Aplikasi Pilkada / Software Pilkada Terbaik Untuk memenangkan Pilkada 2020

IT Konsultan Terbaik Indonesia

Komnas Perempuan Beri Penghormatan 11 Perempuan Pembela HAM

  • Oleh Teras.id
  • 31 Oktober 2020 - 15:50 WIB

TEMPO.COJakarta - Komisi Nasional Perempuan memberi penghormatan pada 11 perempuan pembela HAM, pada acara puncak peringatan 22 tahun Hari Lahir Komnas Perempuan, yang jatuh 28 Oktober 2020.

"Perempuan Pembela HAM (PPHAM) adalah perempuan yang membela Hak Asasi Manusia, dan pembela HAM lain yang membela hak-hak perempuan dan hak-hak yang berkaitan dengan gender dan seksualitas," ujar Komnas Perempuan dalam keterangan resminya, Jumat, 30 Oktober 2020.

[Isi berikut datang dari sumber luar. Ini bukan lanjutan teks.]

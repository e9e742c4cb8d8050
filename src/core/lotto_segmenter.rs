use std::collections::HashSet;

use log::debug;

use crate::core::char_util::digit_value;
use crate::core::errors::Infeasible;
use crate::core::preprocessor::{preprocess, Normalized};
use crate::core::segmentor::Segmenter;
use crate::core::token::Token;

const SEGMENTER_NAME: &str = "LOTTO_SEGMENTER";

/// Number of picks in one lotto set.
pub const LOTTO_SIZE: usize = 7;
/// Smallest valid pick.
pub const LOWER_BOUND: u32 = 1;
/// Largest valid pick.
pub const UPPER_BOUND: u32 = 59;

/// Backtracking segmenter: partitions a digit string into `LOTTO_SIZE`
/// distinct picks in `LOWER_BOUND..=UPPER_BOUND`, consuming the string
/// left to right in 1- or 2-character steps.
///
/// All search state lives on the instance and is reset per input, so one
/// segmenter can be reused across inputs but not shared across threads.
pub struct LottoSegmenter {
    // accepted picks in acceptance order
    results: Vec<Token>,
    // values already taken, O(1) duplicate lookup
    taken: HashSet<u32>,
    // round-ten pair positions, immutable during one search
    zero_pairs: HashSet<usize>,
    num_zeros: usize,
}

impl Segmenter for LottoSegmenter {
    fn segment(&mut self, input: &str) -> Result<Vec<Token>, Infeasible> {
        self.tokenize(input)
    }
    fn name(&self) -> &str {
        SEGMENTER_NAME
    }
}

impl Default for LottoSegmenter {
    fn default() -> Self {
        Self::new()
    }
}

impl LottoSegmenter {
    pub fn new() -> Self {
        LottoSegmenter {
            results: Vec::with_capacity(LOTTO_SIZE),
            taken: HashSet::with_capacity(LOTTO_SIZE),
            zero_pairs: HashSet::new(),
            num_zeros: 0,
        }
    }

    /// Segment `text` into one valid lotto set, or report it infeasible.
    pub fn tokenize(&mut self, text: &str) -> Result<Vec<Token>, Infeasible> {
        let Normalized {
            chars,
            zero_pairs,
            num_zeros,
            two_digit_quota,
        } = preprocess(text)?;

        self.results.clear();
        self.taken.clear();
        self.zero_pairs = zero_pairs;
        self.num_zeros = num_zeros;

        if self.find_lotto(&chars, 0, two_digit_quota) {
            Ok(std::mem::take(&mut self.results))
        } else {
            Err(Infeasible::SearchExhausted)
        }
    }

    // duplicate or out-of-range values never enter the result set
    fn validate_value(&self, value: u32) -> bool {
        (LOWER_BOUND..=UPPER_BOUND).contains(&value) && !self.taken.contains(&value)
    }

    fn enter_item(&mut self, token: Token) -> bool {
        if !self.validate_value(token.get_value()) {
            return false;
        }
        self.taken.insert(token.get_value());
        self.results.push(token);
        true
    }

    // backtracking always undoes the most recent accept of the same frame
    fn remove_last(&mut self) {
        if let Some(token) = self.results.pop() {
            self.taken.remove(&token.get_value());
        }
    }

    // slack between the remaining bucket capacity and the remaining string;
    // every open bucket absorbs up to 2 characters and zeros compress into
    // pairs, so a non-positive value means the string can no longer fit
    fn calc_fit(&self, char_count: usize, next_ptr: usize) -> i32 {
        let last_idx = char_count as i32 - 1;
        2 * (LOTTO_SIZE as i32 - self.results.len() as i32) - (last_idx - next_ptr as i32)
            + self.num_zeros as i32
    }

    /// Recursive forward/backtrack search.
    ///
    /// Returns `true` once `LOTTO_SIZE` picks land exactly on the end of
    /// the string; on every `false` return the result set is restored to
    /// the shape it had when the call was entered.
    fn find_lotto(&mut self, chars: &[char], ptr: usize, mut quota: i32) -> bool {
        let char_count = chars.len();
        // the lotto set and the end of string must land in sync
        if ptr >= char_count {
            return self.results.len() == LOTTO_SIZE;
        }
        // buckets are full but mandatory two-digit picks remain
        if self.results.len() == LOTTO_SIZE && quota > 0 {
            return false;
        }

        let Some(first) = digit_value(&chars[ptr]) else {
            return false;
        };
        // a stray zero cannot start a pick, push the position forward
        if first < LOWER_BOUND {
            return self.find_lotto(chars, ptr + 1, quota);
        }

        let mut value = first;
        let mut width = 1_usize;
        // two-digit first: round-ten pairs always, otherwise while the
        // quota still calls for two-digit picks
        if self.zero_pairs.contains(&ptr) || quota > 0 {
            if ptr + 1 >= char_count {
                return false;
            }
            let Some(second) = digit_value(&chars[ptr + 1]) else {
                return false;
            };
            let pair = first * 10 + second;
            if self.validate_value(pair) {
                // round-ten pairs were never counted into the quota
                if !self.zero_pairs.contains(&ptr) {
                    quota -= 1;
                }
                value = pair;
                width = 2;
            }
            // otherwise retry with the first digit alone
        }

        if !self.enter_item(Token::new(ptr, width, value)) {
            return false;
        }

        let fit = self.calc_fit(char_count, ptr + width);
        debug!("fit -> {}", fit);
        if fit > 0 && self.find_lotto(chars, ptr + width, quota) {
            return true;
        }

        // fallback: break the stored pair apart and try its first digit
        let fit = self.calc_fit(char_count, ptr + width);
        debug!("fit <- {} on {}", fit, value);
        if width == 2 && fit > 1 {
            self.remove_last();
            quota += 1;
            if !self.enter_item(Token::new(ptr, 1, first)) {
                return false;
            }
            if self.find_lotto(chars, ptr + 1, quota) {
                return true;
            }
        }

        // routine removal, also the fallback for failed one-digit picks
        self.remove_last();
        false
    }
}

Komnas menilai pekerjaan mereka dan tantangan yang mereka hadapi telah diakui dalam Deklarasi Marrakesh, memandatkan setiap negara anggota PBB untuk melindungi Perempuan Pembela HAM pada tahun 2018.

Komnas Perempuan mencatat ada dua tipe serangan pada perempuan pembela HAM di Indonesia. Yang pertama, serangan terhadap tubuh dan seksualnya atau identitasnya sebagai perempuan. Kedua, serangan atas dasar stereotip dan atas dasar peran gendernya. Serangan tersebut bersifat langsung maupun tidak langsung misalnya melalui media sosial.

Adapun 11 perempuan pembela HAM tersebut adalah

1. Estu Fanani
Estu pernah menjabat sebagai Direktur LBH APIK Jakarta, dan berkiprah di lembaga tersebut sejak tahun 2002 hingga 2010. Lulusan Fakultas Perikanan Universitas Diponegoro ini dinilai konsisten dan gigih bekerja untuk mendukung perempuan korban kekerasan untuk mendapatkan keadilan.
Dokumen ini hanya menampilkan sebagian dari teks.